* **EXCERPTED DATA**:
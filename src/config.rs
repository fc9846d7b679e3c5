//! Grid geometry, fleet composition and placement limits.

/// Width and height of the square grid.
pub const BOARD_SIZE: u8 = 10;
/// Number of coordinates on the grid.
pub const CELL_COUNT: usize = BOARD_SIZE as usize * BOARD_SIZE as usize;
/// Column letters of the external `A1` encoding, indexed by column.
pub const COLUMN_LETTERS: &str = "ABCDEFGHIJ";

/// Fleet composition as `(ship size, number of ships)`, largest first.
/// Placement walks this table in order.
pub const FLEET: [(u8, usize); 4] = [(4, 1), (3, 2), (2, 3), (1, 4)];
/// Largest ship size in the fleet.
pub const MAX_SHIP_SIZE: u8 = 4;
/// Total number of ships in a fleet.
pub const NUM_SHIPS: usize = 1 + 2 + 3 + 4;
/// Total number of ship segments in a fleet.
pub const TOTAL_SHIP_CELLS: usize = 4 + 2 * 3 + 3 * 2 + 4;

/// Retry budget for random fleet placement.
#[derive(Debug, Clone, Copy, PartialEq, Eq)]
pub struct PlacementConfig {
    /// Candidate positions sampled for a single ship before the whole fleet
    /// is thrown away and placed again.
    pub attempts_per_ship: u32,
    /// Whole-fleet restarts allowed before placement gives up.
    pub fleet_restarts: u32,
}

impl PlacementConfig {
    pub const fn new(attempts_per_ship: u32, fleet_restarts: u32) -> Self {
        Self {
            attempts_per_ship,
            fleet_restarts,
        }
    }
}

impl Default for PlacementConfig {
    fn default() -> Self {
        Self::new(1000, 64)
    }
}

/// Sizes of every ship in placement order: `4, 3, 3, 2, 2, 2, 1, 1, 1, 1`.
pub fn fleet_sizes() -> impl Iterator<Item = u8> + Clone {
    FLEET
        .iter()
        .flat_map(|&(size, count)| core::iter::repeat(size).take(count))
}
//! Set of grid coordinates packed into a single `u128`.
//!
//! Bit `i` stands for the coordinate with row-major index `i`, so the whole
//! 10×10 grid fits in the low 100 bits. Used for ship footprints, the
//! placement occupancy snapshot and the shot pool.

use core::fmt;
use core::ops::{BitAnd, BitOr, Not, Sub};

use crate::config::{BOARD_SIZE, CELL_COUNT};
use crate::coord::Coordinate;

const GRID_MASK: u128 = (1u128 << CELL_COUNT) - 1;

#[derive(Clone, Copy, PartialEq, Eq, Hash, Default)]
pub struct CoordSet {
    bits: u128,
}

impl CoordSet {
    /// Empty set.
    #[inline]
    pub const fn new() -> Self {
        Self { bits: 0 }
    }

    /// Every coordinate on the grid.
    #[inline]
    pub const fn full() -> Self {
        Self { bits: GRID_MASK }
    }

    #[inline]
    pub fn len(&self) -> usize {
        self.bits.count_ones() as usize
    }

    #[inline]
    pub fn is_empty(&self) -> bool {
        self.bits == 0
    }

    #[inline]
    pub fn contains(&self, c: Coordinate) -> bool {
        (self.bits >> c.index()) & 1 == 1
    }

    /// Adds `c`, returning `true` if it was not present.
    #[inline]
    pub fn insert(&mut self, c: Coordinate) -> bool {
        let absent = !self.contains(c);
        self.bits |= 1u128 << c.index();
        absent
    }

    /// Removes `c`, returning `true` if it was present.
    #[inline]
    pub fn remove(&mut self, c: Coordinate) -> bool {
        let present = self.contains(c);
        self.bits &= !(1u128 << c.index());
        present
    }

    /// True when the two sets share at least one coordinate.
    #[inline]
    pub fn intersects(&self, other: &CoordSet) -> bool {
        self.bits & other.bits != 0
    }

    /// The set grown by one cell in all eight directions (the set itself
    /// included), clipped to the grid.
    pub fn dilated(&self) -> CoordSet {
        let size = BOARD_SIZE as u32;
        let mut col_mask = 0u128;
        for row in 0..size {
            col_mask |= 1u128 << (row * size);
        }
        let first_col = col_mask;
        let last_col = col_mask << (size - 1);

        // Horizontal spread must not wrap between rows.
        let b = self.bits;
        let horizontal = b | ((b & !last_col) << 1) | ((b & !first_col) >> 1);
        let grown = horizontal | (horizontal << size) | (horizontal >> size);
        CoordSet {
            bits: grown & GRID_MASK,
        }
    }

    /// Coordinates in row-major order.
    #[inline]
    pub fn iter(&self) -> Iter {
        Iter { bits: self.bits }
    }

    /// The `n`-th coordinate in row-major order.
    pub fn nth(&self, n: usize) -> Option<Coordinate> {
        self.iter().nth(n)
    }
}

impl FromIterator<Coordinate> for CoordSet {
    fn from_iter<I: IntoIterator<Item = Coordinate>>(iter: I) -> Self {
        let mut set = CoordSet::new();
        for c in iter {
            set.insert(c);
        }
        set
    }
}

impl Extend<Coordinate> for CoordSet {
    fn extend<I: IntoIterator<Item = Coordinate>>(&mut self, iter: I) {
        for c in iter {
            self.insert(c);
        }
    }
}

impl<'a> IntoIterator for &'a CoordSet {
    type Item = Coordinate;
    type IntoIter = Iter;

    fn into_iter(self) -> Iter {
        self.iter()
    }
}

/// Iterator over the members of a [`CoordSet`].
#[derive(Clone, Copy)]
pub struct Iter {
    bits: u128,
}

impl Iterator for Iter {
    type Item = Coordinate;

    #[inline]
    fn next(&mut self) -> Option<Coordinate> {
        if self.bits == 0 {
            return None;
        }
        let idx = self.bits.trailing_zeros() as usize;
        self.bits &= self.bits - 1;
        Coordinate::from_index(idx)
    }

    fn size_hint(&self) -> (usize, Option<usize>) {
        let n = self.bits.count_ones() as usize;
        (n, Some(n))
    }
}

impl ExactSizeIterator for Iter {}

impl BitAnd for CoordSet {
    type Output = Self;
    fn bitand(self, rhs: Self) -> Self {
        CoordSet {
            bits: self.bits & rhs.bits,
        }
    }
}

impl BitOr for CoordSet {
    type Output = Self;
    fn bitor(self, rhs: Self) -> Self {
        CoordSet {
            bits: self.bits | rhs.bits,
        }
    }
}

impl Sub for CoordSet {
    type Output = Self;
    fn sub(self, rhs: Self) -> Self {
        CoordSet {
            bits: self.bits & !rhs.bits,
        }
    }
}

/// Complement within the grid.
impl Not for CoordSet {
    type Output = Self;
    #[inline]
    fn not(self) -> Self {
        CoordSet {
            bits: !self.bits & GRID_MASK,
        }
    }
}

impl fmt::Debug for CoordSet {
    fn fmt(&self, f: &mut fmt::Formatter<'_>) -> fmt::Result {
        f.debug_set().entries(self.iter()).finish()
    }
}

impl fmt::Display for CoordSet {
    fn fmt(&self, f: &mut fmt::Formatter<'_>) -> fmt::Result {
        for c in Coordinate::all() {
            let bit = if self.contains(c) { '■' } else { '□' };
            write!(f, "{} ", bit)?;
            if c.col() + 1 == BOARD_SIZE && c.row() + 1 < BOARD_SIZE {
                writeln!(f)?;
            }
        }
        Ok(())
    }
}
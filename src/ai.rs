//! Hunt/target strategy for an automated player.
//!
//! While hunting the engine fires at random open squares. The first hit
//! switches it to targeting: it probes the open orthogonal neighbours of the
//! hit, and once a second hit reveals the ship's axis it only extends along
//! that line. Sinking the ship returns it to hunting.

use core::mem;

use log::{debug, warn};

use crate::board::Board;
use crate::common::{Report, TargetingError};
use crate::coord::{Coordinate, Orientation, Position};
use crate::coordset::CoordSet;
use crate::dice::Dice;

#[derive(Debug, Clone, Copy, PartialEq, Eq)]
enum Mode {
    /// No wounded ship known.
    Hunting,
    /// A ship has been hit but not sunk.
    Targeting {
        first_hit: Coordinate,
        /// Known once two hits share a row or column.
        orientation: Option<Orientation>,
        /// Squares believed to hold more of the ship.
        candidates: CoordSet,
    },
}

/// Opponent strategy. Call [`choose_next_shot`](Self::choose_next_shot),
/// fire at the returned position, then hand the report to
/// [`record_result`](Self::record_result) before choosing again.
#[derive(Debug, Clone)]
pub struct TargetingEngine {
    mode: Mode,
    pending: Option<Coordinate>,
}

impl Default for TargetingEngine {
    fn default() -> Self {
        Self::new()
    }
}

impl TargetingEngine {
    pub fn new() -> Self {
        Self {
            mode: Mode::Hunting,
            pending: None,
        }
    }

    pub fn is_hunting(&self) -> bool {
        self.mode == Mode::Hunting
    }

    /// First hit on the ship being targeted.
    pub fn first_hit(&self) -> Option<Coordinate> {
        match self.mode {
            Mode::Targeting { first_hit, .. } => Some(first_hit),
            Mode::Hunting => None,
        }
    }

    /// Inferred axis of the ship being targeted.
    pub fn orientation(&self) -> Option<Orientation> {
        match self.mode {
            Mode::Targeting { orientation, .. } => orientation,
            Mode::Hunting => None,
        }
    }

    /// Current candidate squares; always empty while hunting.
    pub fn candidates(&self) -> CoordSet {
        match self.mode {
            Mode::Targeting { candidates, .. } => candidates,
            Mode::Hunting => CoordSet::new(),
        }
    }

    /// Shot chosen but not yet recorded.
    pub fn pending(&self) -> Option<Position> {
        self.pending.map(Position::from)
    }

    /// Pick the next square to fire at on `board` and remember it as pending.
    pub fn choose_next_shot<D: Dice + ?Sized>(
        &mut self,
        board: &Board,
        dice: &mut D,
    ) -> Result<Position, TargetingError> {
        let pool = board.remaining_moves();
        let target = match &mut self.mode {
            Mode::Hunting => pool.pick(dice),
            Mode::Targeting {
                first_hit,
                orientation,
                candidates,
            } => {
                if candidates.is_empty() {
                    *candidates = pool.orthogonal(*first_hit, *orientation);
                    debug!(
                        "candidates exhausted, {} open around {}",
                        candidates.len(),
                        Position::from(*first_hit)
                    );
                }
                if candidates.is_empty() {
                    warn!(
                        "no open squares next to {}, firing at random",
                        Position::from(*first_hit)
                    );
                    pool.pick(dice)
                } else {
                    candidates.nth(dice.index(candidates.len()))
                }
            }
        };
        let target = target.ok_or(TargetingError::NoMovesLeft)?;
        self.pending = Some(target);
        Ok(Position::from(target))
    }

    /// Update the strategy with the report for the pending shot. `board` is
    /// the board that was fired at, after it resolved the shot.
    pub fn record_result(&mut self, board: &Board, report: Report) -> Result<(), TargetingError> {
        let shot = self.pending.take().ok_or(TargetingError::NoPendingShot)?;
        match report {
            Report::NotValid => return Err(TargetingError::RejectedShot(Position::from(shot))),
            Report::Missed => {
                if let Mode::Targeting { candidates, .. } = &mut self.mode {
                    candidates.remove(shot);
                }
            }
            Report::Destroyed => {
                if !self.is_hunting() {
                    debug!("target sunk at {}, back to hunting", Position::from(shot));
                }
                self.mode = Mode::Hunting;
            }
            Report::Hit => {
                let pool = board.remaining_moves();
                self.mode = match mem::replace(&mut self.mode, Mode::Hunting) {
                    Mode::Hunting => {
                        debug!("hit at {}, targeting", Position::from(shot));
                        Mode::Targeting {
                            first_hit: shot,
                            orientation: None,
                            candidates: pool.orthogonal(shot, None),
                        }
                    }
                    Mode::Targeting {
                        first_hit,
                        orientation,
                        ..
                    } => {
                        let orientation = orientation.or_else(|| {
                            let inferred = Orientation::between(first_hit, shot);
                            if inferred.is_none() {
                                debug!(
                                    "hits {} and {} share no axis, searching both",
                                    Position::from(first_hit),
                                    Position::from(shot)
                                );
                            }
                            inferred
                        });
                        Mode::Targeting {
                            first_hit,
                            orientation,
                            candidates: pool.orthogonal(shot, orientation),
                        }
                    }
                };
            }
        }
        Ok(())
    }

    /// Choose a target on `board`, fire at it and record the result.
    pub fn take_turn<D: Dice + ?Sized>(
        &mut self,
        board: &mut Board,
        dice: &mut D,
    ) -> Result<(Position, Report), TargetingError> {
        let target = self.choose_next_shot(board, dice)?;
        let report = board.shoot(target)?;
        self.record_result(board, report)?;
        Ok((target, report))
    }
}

* **EXERCISE AIM**: Reproduce every line from the entries that holds the word "single".

* **SOLUTION FOR THIS TASK**:
    /// Candidate positions sampled for a single ship before the whole fleet
//! Set of grid coordinates packed into a single `u128`.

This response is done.